Defense at every approach

Three external LLMs ran the audit. Three confirmed the verify script would catch the bug class we were defending against. The fourth auditor was a different kind: repo and tool access, not prompt-only. It ran the regex against the spec’s own canonical code snippet. The regex failed. The defense apparatus that was supposed to catch the bug had a bug in it.

The session shipped the backend half of password reset: atomic Postgres consume, sentinel-table mirror-I/O for timing-attack defense, stacked IP plus email rate limits, shared normalize helper at every consumer. Each defense holds independently. The bug class that would have shipped if the verify apparatus self-certified got caught only because we added a different-lens auditor.

The decision that mattered was skipping the next round. After the fourth auditor caught the structural P0, the right move wasn’t another LLM pass. A third round would have asked the same lens what the same lens already missed. Three downstream defense layers had cleared. Code review, sandboxed migration test in real Postgres, runtime tests against the live server. The verification budget had bought what it could. Adding ceremony at this point trades real risk in the next task for theater here.

Defense at every approach

France finished the Maginot Line in 1936. One hundred and fifty kilometers of reinforced bunkers, retractable artillery, underground rail. Three billion francs. The strongest defense in history at one approach. May 10, 1940, the Wehrmacht crossed through the Ardennes forest the French considered impassable. May 13, they reached the Meuse, 200 kilometers behind the Line. June 22, France surrendered. The Maginot garrisons were still at their posts when the armistice was signed. The Line was never breached. It was outflanked. The wall worked perfectly. The wall was at the wrong place.

Defense-in-depth on a critical surface means every layer holds independently. Every approach defended, not strongest at one. In the password reset shipping today, the rate limit is the Maginot Line. If that is your only defense, an attacker walks around it via timing leaks, DB-key theft, weak tokens, HTML-image fetches, vendor lock-in. Seven layers, seven approaches, each holding alone.
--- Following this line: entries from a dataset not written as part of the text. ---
use ed25519_dalek::{Verifier, VerifyingKey};
use tracing::{info, warn};

use erg_core::{
    ErgError, PublicKey, Signature, StateHash, Timestamp, EPS_CONSERVATION,
    SNAPSHOT_SIGN_PREFIX_LEN,
};
use erg_crypto::Keypair;
use erg_state::State;

/// Header accompanying a full-state snapshot on the wire. The signature
/// covers the 48-byte prefix (state_hash ‖ version ‖ timestamp) and must
/// come from a validator on the receiver's trust list.
#[derive(Clone, Debug, PartialEq)]
pub struct SignedSnapshotHeader {
    pub state_hash: StateHash,
    pub version: u64,
    pub timestamp: Timestamp,
    pub validator: PublicKey,
    pub signature: Signature,
}

impl SignedSnapshotHeader {
    /// Sign the given state with a validator key.
    pub fn sign(state: &State, keypair: &Keypair) -> Self {
        let mut header = Self {
            state_hash: state.state_hash(),
            version: state.version(),
            timestamp: state.timestamp(),
            validator: keypair.public(),
            signature: Signature::empty(),
        };
        header.signature = keypair.sign(&header.prefix_bytes());
        header
    }

    fn prefix_bytes(&self) -> [u8; SNAPSHOT_SIGN_PREFIX_LEN] {
        let mut buf = [0u8; SNAPSHOT_SIGN_PREFIX_LEN];
        buf[..32].copy_from_slice(self.state_hash.as_bytes());
        buf[32..40].copy_from_slice(&self.version.to_le_bytes());
        buf[40..48].copy_from_slice(&self.timestamp.to_le_bytes());
        buf
    }

    pub fn verify_signature(&self) -> bool {
        if self.signature.has_zero_prefix() {
            return false;
        }
        let Ok(key) = VerifyingKey::from_bytes(self.validator.as_bytes()) else {
            return false;
        };
        let sig = ed25519_dalek::Signature::from_bytes(self.signature.as_bytes());
        key.verify(&self.prefix_bytes(), &sig).is_ok()
    }

    // ── Wire codec: prefix ‖ validator ‖ signature = 144 bytes ──────────────

    pub fn to_bytes(&self) -> [u8; 144] {
        let mut buf = [0u8; 144];
        buf[..48].copy_from_slice(&self.prefix_bytes());
        buf[48..80].copy_from_slice(self.validator.as_bytes());
        buf[80..144].copy_from_slice(self.signature.as_bytes());
        buf
    }

    pub fn from_bytes(buf: &[u8]) -> Result<Self, ErgError> {
        if buf.len() < 144 {
            return Err(ErgError::Serialization(format!(
                "snapshot header too short: {} bytes",
                buf.len()
            )));
        }
        let mut hash = [0u8; 32];
        hash.copy_from_slice(&buf[..32]);
        let mut validator = [0u8; 32];
        validator.copy_from_slice(&buf[48..80]);
        let mut sig = [0u8; 64];
        sig.copy_from_slice(&buf[80..144]);
        Ok(Self {
            state_hash: StateHash::from_bytes(hash),
            version: u64::from_le_bytes(buf[32..40].try_into().unwrap()),
            timestamp: u64::from_le_bytes(buf[40..48].try_into().unwrap()),
            validator: PublicKey::from_bytes(validator),
            signature: Signature::from_bytes(sig),
        })
    }
}

/// The local list of validator keys whose signed snapshots are accepted.
#[derive(Clone, Debug, Default)]
pub struct TrustList {
    keys: Vec<PublicKey>,
}

impl TrustList {
    pub fn new() -> Self {
        Self::default()
    }

    pub fn add(&mut self, key: PublicKey) {
        if !self.keys.contains(&key) {
            self.keys.push(key);
        }
    }

    pub fn is_trusted(&self, key: &PublicKey) -> bool {
        self.keys.contains(key)
    }

    pub fn is_empty(&self) -> bool {
        self.keys.is_empty()
    }

    pub fn len(&self) -> usize {
        self.keys.len()
    }
}

/// Decide whether a full state received from a peer replaces the current
/// one. Checks: trusted signature over the snapshot (mandatory whenever the
/// trust list is non-empty), conservation, strictly newer version, and an
/// unchanged total supply (unless the current state is still pre-genesis).
pub fn accept_snapshot(
    current: &State,
    candidate: State,
    header: Option<&SignedSnapshotHeader>,
    trust: &TrustList,
) -> Result<State, ErgError> {
    if !trust.is_empty() {
        let header = header.ok_or(ErgError::UntrustedSnapshot)?;
        if !trust.is_trusted(&header.validator) {
            warn!(validator = %header.validator, "snapshot signer not in trust list");
            return Err(ErgError::UntrustedSnapshot);
        }
        if !header.verify_signature() {
            return Err(ErgError::InvalidSignature);
        }
        if header.state_hash != candidate.state_hash() {
            return Err(ErgError::ChainMismatch);
        }
    }

    candidate.verify_conservation()?;

    if candidate.version() <= current.version() {
        return Err(ErgError::StaleSnapshot {
            current: current.version(),
            got: candidate.version(),
        });
    }

    if current.total_supply() > 0.0
        && (candidate.total_supply() - current.total_supply()).abs() > EPS_CONSERVATION
    {
        return Err(ErgError::ConservationViolated {
            expected: current.total_supply(),
            actual: candidate.total_supply(),
        });
    }

    info!(
        from_version = current.version(),
        to_version = candidate.version(),
        "accepting state snapshot"
    );
    Ok(candidate)
}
The same pattern runs one frame up, at the audit layer. Three same-lens auditors are three guards on the same wall. The Ardennes is the regex they cannot run. Modern rail signaling combines dispatcher reports, track-circuit detection, and visual inspection at every switch. Three lenses because each catches what the others structurally miss. Adding a fourth dispatcher does nothing for the broken track-circuit. Adding a track-circuit does. The fourth auditor this session was repo-frame, not prompt-frame. It read source files, ran commands, queried the live npm registry, inspected the SDK’s TypeScript source for runtime behavior the types didn’t expose. Each of those moves was structurally outside the LLM lens.

What this unlocks: the next session ships the phone half of the same flow. The same discipline applies one frame higher. When reviewers converge, add a different-lens reviewer before you add another of the same. The class of bug invisible to a lens stays invisible no matter how many same-lens reviewers stack.